Charles Hoskinson ha incolpato i detentori di ADA per la debole adozione di DeFi su Cardano e ha sostenuto che un aumento dell’uso nativo potrebbe incrementare il TVL.
Summary
Perché Charles Hoskinson ha incolpato i detentori di ADA?
Il 2025-11-03 ha detto ai media che il comportamento dei detentori di ADA è una ragione primaria per cui l’ecosistema DeFi di Cardano rimane piccolo, un’affermazione riportata da The Crypto Basic.

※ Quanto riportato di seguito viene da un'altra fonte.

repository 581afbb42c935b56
use bytemuck::{Pod, Zeroable};

use crate::api::types::TextureId;
use crate::components::mesh::MeshComponent;
use crate::renderer::camera::Projection;

/// One projected sphere for the host's raymarch pass.
///
/// Layout on the wire, 12 floats:
/// `[x, y, radius, rotation, r, g, b, shininess, emissive, texture, depth, lit]`.
/// `x`/`y`/`radius` are viewport pixels; `texture` is an index or
/// [`TextureId::NONE_WIRE`]; `lit` is 1.0 or 0.0.
#[repr(C)]
#[derive(Debug, Clone, Copy, Default, PartialEq, Pod, Zeroable)]
pub struct SDFInstance {
    pub x: f32,
    pub y: f32,
    pub radius: f32,
    /// Spin about the body's own axis; rotates the texture lookup.
    pub rotation: f32,
    pub r: f32,
    pub g: f32,
    pub b: f32,
    pub shininess: f32,
    pub emissive: f32,
    pub texture: f32,
    pub depth: f32,
    pub lit: f32,
}

impl SDFInstance {
    pub const FLOATS: usize = 12;

    /// Flattens a mesh seen at `proj` into its wire record.
    pub fn projected(mesh: &MeshComponent, rotation: f32, proj: &Projection) -> Self {
        Self {
            x: proj.pos.x,
            y: proj.pos.y,
            radius: mesh.radius() * proj.scale,
            rotation,
            r: mesh.color.r,
            g: mesh.color.g,
            b: mesh.color.b,
            shininess: mesh.shininess,
            emissive: mesh.emissive,
            texture: TextureId::wire(mesh.texture),
            depth: proj.depth,
            lit: if mesh.lit { 1.0 } else { 0.0 },
        }
    }
}

/// Instances for one frame, capped at the protocol's SDF capacity and kept
/// in painter's order once [`SDFBuffer::sort_far_to_near`] has run.
pub struct SDFBuffer {
    instances: Vec<SDFInstance>,
    capacity: usize,
    overflow: usize,
}

impl SDFBuffer {
    pub fn with_capacity(capacity: usize) -> Self {
        Self {
            instances: Vec::with_capacity(capacity),
            capacity,
            overflow: 0,
        }
    }

    pub fn clear(&mut self) {
        self.instances.clear();
        self.overflow = 0;
    }

    /// Appends `instance`, counting it as overflow once the buffer is full.
    pub fn push(&mut self, instance: SDFInstance) {
        if self.instances.len() < self.capacity {
            self.instances.push(instance);
        } else {
            self.overflow += 1;
        }
    }

    /// Larger depth first, so nearer spheres are drawn over farther ones.
    pub fn sort_far_to_near(&mut self) {
        self.instances.sort_by(|a, b| b.depth.total_cmp(&a.depth));
    }

    pub fn instances(&self) -> &[SDFInstance] {
        &self.instances
    }

    pub fn instance_count(&self) -> usize {
        self.instances.len()
    }

    /// Instances rejected since the last clear.
    pub fn overflow(&self) -> usize {
        self.overflow
    }

    pub fn instances_ptr(&self) -> *const f32 {
        bytemuck::cast_slice::<SDFInstance, f32>(&self.instances).as_ptr()
    }
}

#[cfg(test)]
mod tests {
    use super::*;
    use crate::bridge::protocol::SDF_INSTANCE_FLOATS;
    use crate::components::mesh::SDFColor;
    use glam::Vec2;

    fn at_depth(depth: f32) -> SDFInstance {
        SDFInstance { depth, ..SDFInstance::default() }
    }

    #[test]
    fn record_size_matches_protocol() {
        assert_eq!(SDFInstance::FLOATS, SDF_INSTANCE_FLOATS);
        assert_eq!(std::mem::size_of::<SDFInstance>(), SDF_INSTANCE_FLOATS * 4);
    }

    #[test]
    fn projected_scales_radius_and_flags() {
        let mesh = MeshComponent::sphere(0.5, SDFColor::new(0.2, 0.4, 0.6)).unlit();
        let proj = Projection { pos: Vec2::new(10.0, 20.0), depth: 30.0, scale: 8.0 };
        let inst = SDFInstance::projected(&mesh, 1.25, &proj);
        assert_eq!((inst.x, inst.y, inst.radius), (10.0, 20.0, 4.0));
        assert_eq!(inst.rotation, 1.25);
        assert_eq!((inst.r, inst.g, inst.b), (0.2, 0.4, 0.6));
        assert_eq!(inst.texture, TextureId::NONE_WIRE);
        assert_eq!(inst.lit, 0.0);
    }

    #[test]
    fn push_beyond_capacity_counts_overflow() {
        let mut buf = SDFBuffer::with_capacity(2);
        for depth in [1.0, 2.0, 3.0] {
            buf.push(at_depth(depth));
        }
        assert_eq!(buf.instance_count(), 2);
        assert_eq!(buf.overflow(), 1);

        buf.clear();
        assert_eq!(buf.instance_count(), 0);
        assert_eq!(buf.overflow(), 0);
    }

    #[test]
    fn sorts_far_to_near() {
        let mut buf = SDFBuffer::with_capacity(4);
        for depth in [5.0, 40.0, 12.0] {
            buf.push(at_depth(depth));
        }
        buf.sort_far_to_near();
        let depths: Vec<f32> = buf.instances().iter().map(|i| i.depth).collect();
        assert_eq!(depths, [40.0, 12.0, 5.0]);
    }
}
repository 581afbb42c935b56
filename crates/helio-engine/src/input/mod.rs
pub mod queue;
/// Speed map: one angular speed per catalog body.
///
/// Keys are the catalog itself, so the map can never gain or lose a body.

use crate::catalog::{self, BODY_COUNT, CATALOG};
use crate::error::{ControlError, ControlResult};

/// Slider range and granularity, radians per frame.
pub const MIN_SPEED: f32 = 0.0;
pub const MAX_SPEED: f32 = 0.05;
pub const SPEED_STEP: f32 = 0.001;

/// Bring a UI value into the slider range. Non-finite values are rejected.
pub fn clamp_speed(speed: f32) -> ControlResult<f32> {
    if !speed.is_finite() {
        return Err(ControlError::NonFiniteSpeed(speed));
    }
    Ok(speed.clamp(MIN_SPEED, MAX_SPEED))
}

/// Catalog index carried as a float on the wire.
pub fn index_from_wire(value: f32) -> ControlResult<usize> {
    if value.is_finite() && value >= 0.0 && value.fract() == 0.0 && (value as usize) < BODY_COUNT {
        Ok(value as usize)
    } else {
        Err(ControlError::UnknownIndex(value))
    }
}

#[derive(Debug, Clone, Copy, PartialEq)]
pub struct SpeedMap {
    speeds: [f32; BODY_COUNT],
}

impl SpeedMap {
    /// Every body at its catalog speed.
    pub fn defaults() -> Self {
        let mut speeds = [0.0; BODY_COUNT];
        for (slot, body) in speeds.iter_mut().zip(CATALOG.iter()) {
            *slot = body.base_speed;
        }
        Self { speeds }
    }

    pub fn get(&self, index: usize) -> Option<f32> {
        self.speeds.get(index).copied()
    }

    #[cfg(test)]
    pub fn by_name(&self, name: &str) -> Option<f32> {
        catalog::index_of(name).and_then(|i| self.get(i))
    }

    /// A copy of this map with one entry replaced.
    pub fn with_speed(&self, index: usize, speed: f32) -> ControlResult<Self> {
        if index >= BODY_COUNT {
            return Err(ControlError::UnknownIndex(index as f32));
        }
        let speed = clamp_speed(speed)?;
        let mut next = *self;
        next.speeds[index] = speed;
        Ok(next)
    }

    /// Replace one entry in place. Returns the stored (clamped) speed.
    pub fn set(&mut self, index: usize, speed: f32) -> ControlResult<f32> {
        *self = self.with_speed(index, speed)?;
        Ok(self.speeds[index])
    }

    pub fn set_by_name(&mut self, name: &str, speed: f32) -> ControlResult<f32> {
        let index =
            catalog::index_of(name).ok_or_else(|| ControlError::UnknownBody(name.to_string()))?;
        self.set(index, speed)
    }

    pub fn reset(&mut self) {
        *self = Self::defaults();
    }

    /// (name, speed) in catalog order.
    pub fn iter(&self) -> impl Iterator<Item = (&'static str, f32)> + '_ {
        CATALOG.iter().map(|b| b.name).zip(self.speeds.iter().copied())
    }
}

impl Default for SpeedMap {
    fn default() -> Self {
        Self::defaults()
    }
}

#[cfg(test)]
mod tests {
    use super::*;

    #[test]
    fn defaults_follow_catalog() {
        let map = SpeedMap::defaults();
        assert_eq!(map.by_name("Mercury"), Some(0.02));
        assert_eq!(map.by_name("Neptune"), Some(0.003));
        assert_eq!(map.iter().count(), BODY_COUNT);
    }

    #[test]
    fn edit_replaces_exactly_one_entry() {
        let before = SpeedMap::defaults();
        let after = before.with_speed(2, 0.03).unwrap();
        for (i, ((name, old), (_, new))) in before.iter().zip(after.iter()).enumerate() {
            if i == 2 {
                assert_eq!(name, "Earth");
                assert_eq!(new, 0.03);
            } else {
                assert_eq!(old, new, "{name} changed");
            }
        }
    }

    #[test]
    fn out_of_range_values_are_clamped() {
        let mut map = SpeedMap::defaults();
        assert_eq!(map.set(0, 0.5), Ok(MAX_SPEED));
        assert_eq!(map.set(1, -0.1), Ok(MIN_SPEED));
        assert_eq!(map.get(0), Some(MAX_SPEED));
        assert_eq!(map.get(1), Some(0.0));
    }

    #[test]
    fn non_finite_is_rejected_without_change() {
        let mut map = SpeedMap::defaults();
        assert!(matches!(map.set(3, f32::NAN), Err(ControlError::NonFiniteSpeed(_))));
        assert_eq!(map.set(3, f32::INFINITY), Err(ControlError::NonFiniteSpeed(f32::INFINITY)));
        assert_eq!(map, SpeedMap::defaults());
    }

    #[test]
    fn unknown_name_is_rejected_without_change() {
        let mut map = SpeedMap::defaults();
        assert_eq!(
            map.set_by_name("Pluto", 0.01),
            Err(ControlError::UnknownBody("Pluto".to_string()))
        );
        assert_eq!(map, SpeedMap::defaults());
        assert_eq!(map.set_by_name("Mars", 0.011), Ok(0.011));
    }

    #[test]
    fn unknown_index_is_rejected() {
        let map = SpeedMap::defaults();
        assert_eq!(map.with_speed(8, 0.01), Err(ControlError::UnknownIndex(8.0)));
    }

    #[test]
    fn reset_restores_catalog() {
        let mut map = SpeedMap::defaults();
        map.set(4, 0.0).unwrap();
        map.set(7, 0.05).unwrap();
        map.reset();
        assert_eq!(map, SpeedMap::defaults());
    }

    #[test]
    fn wire_index_must_be_whole_and_in_range() {
        assert_eq!(index_from_wire(0.0), Ok(0));
        assert_eq!(index_from_wire(7.0), Ok(7));
        assert!(index_from_wire(8.0).is_err());
        assert!(index_from_wire(-1.0).is_err());
        assert!(index_from_wire(2.5).is_err());
        assert!(index_from_wire(f32::NAN).is_err());
    }
}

In questo contesto, la questione è l’engagement piuttosto che la capacità del protocollo; sposta l’attenzione dagli strumenti per sviluppatori e dall’infrastruttura all’attività degli utenti finali e all’uso nativo on‑chain.
Hoskinson ha chiesto: “Come convinceremo gli utenti di altre chain a venire a giocare nel nostro cortile?” — una frase evidenziata nel rapporto che collega direttamente le scelte degli utenti ai risultati del TVL.

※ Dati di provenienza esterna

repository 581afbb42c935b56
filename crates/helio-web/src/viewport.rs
use wasm_bindgen::prelude::*;
use wasm_bindgen::JsCast;

/// Current window size in logical pixels, if there is a window.
pub fn window_size() -> Option<(f32, f32)> {
    let window = web_sys::window()?;
    let width = window.inner_width().ok()?.as_f64()?;
    let height = window.inner_height().ok()?.as_f64()?;
    Some((width as f32, height as f32))
}

/// A window `resize` listener that lives as long as this guard.
///
/// Dropping the guard removes the listener from the window, so a torn-down
/// game never receives another callback.
pub struct ResizeListener {
    window: web_sys::Window,
    callback: Closure<dyn FnMut(web_sys::Event)>,
}

impl ResizeListener {
    /// Register `on_resize`, called with the new window size on every resize.
    pub fn attach(mut on_resize: impl FnMut(f32, f32) + 'static) -> Result<Self, JsValue> {
        let window = web_sys::window().ok_or_else(|| JsValue::from_str("no window"))?;
        let callback = Closure::wrap(Box::new(move |_event: web_sys::Event| {
            if let Some((width, height)) = window_size() {
                on_resize(width, height);
            }
        }) as Box<dyn FnMut(web_sys::Event)>);
        window.add_event_listener_with_callback("resize", callback.as_ref().unchecked_ref())?;
        Ok(Self { window, callback })
    }
}

impl Drop for ResizeListener {
    fn drop(&mut self) {
        if let Err(e) = self
            .window
            .remove_event_listener_with_callback("resize", self.callback.as_ref().unchecked_ref())
        {
            log::warn!("failed to remove resize listener: {e:?}");
        }
    }
}
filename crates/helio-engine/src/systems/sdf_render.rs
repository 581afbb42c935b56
use crate::components::entity::Entity;
use crate::renderer::camera::OrbitCamera;
use crate::renderer::sdf_instance::{SDFBuffer, SDFInstance};

/// Refills `buffer` with every visible sphere, ordered far to near.
///
/// Inactive and meshless entities are skipped, as is anything at or behind
/// the camera plane. The host draws the result in order with no depth buffer.
pub fn build_sdf_buffer<'a>(
    entities: impl Iterator<Item = &'a Entity>,
    camera: &OrbitCamera,
    buffer: &mut SDFBuffer,
) {
    buffer.clear();
    let drawable = entities.filter(|e| e.active).filter_map(|e| {
        let mesh = e.mesh.as_ref()?;
        let proj = camera.project(e.pos)?;
        Some(SDFInstance::projected(mesh, e.rotation, &proj))
    });
    for instance in drawable {
        buffer.push(instance);
    }
    if buffer.overflow() > 0 {
        log::warn!("{} spheres over SDF capacity were not drawn", buffer.overflow());
    }
    buffer.sort_far_to_near();
}
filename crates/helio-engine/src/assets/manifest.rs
use serde::{Deserialize, Serialize};

use crate::api::types::TextureId;

/// Texture manifest describing every image a game expects the host to load.
/// Exchanged with the host as JSON.
#[derive(Debug, Clone, Default, PartialEq, Serialize, Deserialize)]
pub struct TextureManifest {
    /// URL prefix shared by all textures (e.g., "/textures").
    #[serde(default = "default_base_path")]
    pub base_path: String,
    /// Textures in id order.
    #[serde(default)]
    pub textures: Vec<TextureDescriptor>,
}

/// Describes a single texture.
#[derive(Debug, Clone, PartialEq, Serialize, Deserialize)]
pub struct TextureDescriptor {
    /// Numeric id referenced by `MeshComponent::texture`.
    pub id: u32,
    /// File name relative to `base_path` (e.g., "earth.jpg").
    pub path: String,
}

fn default_base_path() -> String {
    "/textures".to_string()
}

impl TextureManifest {
    /// Build a manifest with one `<name-lowercase>.jpg` per name, ids assigned in order.
    pub fn from_names<'a>(base_path: &str, names: impl IntoIterator<Item = &'a str>) -> Self {
        let textures = names
            .into_iter()
            .enumerate()
            .map(|(i, name)| TextureDescriptor {
                id: i as u32,
                path: format!("{}.jpg", name.to_lowercase()),
            })
            .collect();
        Self {
            base_path: base_path.to_string(),
            textures,
        }
    }

    /// Parse a manifest from a JSON string.
    pub fn from_json(json: &str) -> Result<Self, serde_json::Error> {
        serde_json::from_str(json)
    }

    /// Serialize the manifest for the host.
    pub fn to_json(&self) -> Result<String, serde_json::Error> {
        serde_json::to_string(self)
    }

    /// Look up the texture id whose file stem matches `name` (case-insensitive).
    pub fn index_of(&self, name: &str) -> Option<TextureId> {
        let wanted = format!("{}.jpg", name.to_lowercase());
        self.textures
            .iter()
            .find(|t| t.path == wanted)
            .map(|t| TextureId(t.id))
    }

    /// Full URL of a texture, joined onto `base_path`.
    pub fn url(&self, id: TextureId) -> Option<String> {
        self.textures
            .iter()
            .find(|t| t.id == id.0)
            .map(|t| format!("{}/{}", self.base_path.trim_end_matches('/'), t.path))
    }
}

#[cfg(test)]
mod tests {
    use super::*;

    #[test]
    fn from_names_lowercases_paths() {
        let manifest = TextureManifest::from_names("/textures", ["Sun", "Earth"]);
        assert_eq!(manifest.textures.len(), 2);
        assert_eq!(manifest.textures[0].path, "sun.jpg");
        assert_eq!(manifest.textures[1].path, "earth.jpg");
        assert_eq!(manifest.textures[1].id, 1);
    }

    #[test]
    fn index_of_is_case_insensitive() {
        let manifest = TextureManifest::from_names("/textures", ["Sun", "Saturn"]);
        assert_eq!(manifest.index_of("saturn"), Some(TextureId(1)));
        assert_eq!(manifest.index_of("SUN"), Some(TextureId(0)));
        assert_eq!(manifest.index_of("Pluto"), None);
    }

    #[test]
    fn url_joins_base_path() {
        let manifest = TextureManifest::from_names("/textures/", ["Mars"]);
        assert_eq!(manifest.url(TextureId(0)).as_deref(), Some("/textures/mars.jpg"));
        assert_eq!(manifest.url(TextureId(5)), None);
    }

    #[test]
    fn json_survives_host_exchange() {
        let manifest = TextureManifest::from_names("/textures", ["Venus"]);
        let json = manifest.to_json().unwrap();
        let parsed = TextureManifest::from_json(&json).unwrap();
        assert_eq!(parsed, manifest);
    }

    #[test]
    fn parse_minimal_manifest_uses_defaults() {
        let manifest = TextureManifest::from_json("{}").unwrap();
        assert_eq!(manifest.base_path, "/textures");
        assert!(manifest.textures.is_empty());
    }

    #[test]
    fn malformed_json_is_an_error() {
        assert!(TextureManifest::from_json("{ not json").is_err());
    }
}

Da una prospettiva di cardano analysis, il fondatore ha sostenuto che un utilizzo nativo più elevato potrebbe cambiare materialmente i risultati del TVL. Va notato che questa è un’attribuzione focalizzata sulla scelta dell’utente piuttosto che sui vincoli di codice o di consenso.
Qual era esattamente l’accusa?
Hoskinson ha detto che i detentori di ADA non stanno distribuendo asset nel DeFi su larga scala e che questa inattività sopprime la crescita. L’osservazione collega il coinvolgimento degli utenti con misure macro come il TVL e inquadra il ridistribuzione del capitale come una leva chiave.
Quali sono le barriere all’adozione?
Il rapporto di Crypto Basic elenca tre ostacoli pratici: inattività della comunità, scarsa UX e opportunità di rendimento limitate. In questo contesto, questi fattori rendono lo staking o il possesso di ADA più attraente rispetto alla sperimentazione con i primitivi DeFi.
- Inattività della community — bassa partecipazione on-chain e utilizzo limitato delle dApp.
- Problemi di UX — attriti nel portafoglio e nell’onboarding che scoraggiano gli utenti mainstream.
- Problemi di rendimento — i ritorni nel DeFi di Cardano sono considerati meno competitivi da alcuni utenti.
Diversi analisti DeFi affermano che superare l’inerzia del TVL richiede aggiornamenti coordinati dell’UX, strutture di rendimento competitive e audit di sicurezza visibili; senza questi, il capitale spesso rimane in staking o in prodotti off‑chain piuttosto che nel DeFi nativo.
Nota: affrontare contemporaneamente UX e rendimento è probabilmente necessario per modificare il comportamento degli utenti.
L’aumento dell’uso nativo potrebbe aumentare il TVL a cinque o dieci miliardi?
Hoskinson ha suggerito che la crescita dell’uso nativo potrebbe spingere il TVL di Cardano verso un obiettivo di cinque a dieci miliardi. Ha presentato questo come un rialzo realistico se i detentori ridistribuissero il capitale in strumenti DeFi e se l’UX dei dApp e i rendimenti migliorassero.
Gli investitori dovrebbero valutare lo staking rispetto ai rendimenti DeFi e osservare se i miglioramenti dell’UX spostano i wallet da un possesso passivo a una partecipazione attiva. Il percorso verso un TVL di miliardi richiede sia incentivi a livello di prodotto che metriche migliorate di coinvolgimento degli utenti.
In breve, il fondatore attribuisce il basso TVL alle scelte degli utenti piuttosto che ai limiti del protocollo; risolvere gli ostacoli di UX e rendimento è centrale per qualsiasi ripresa.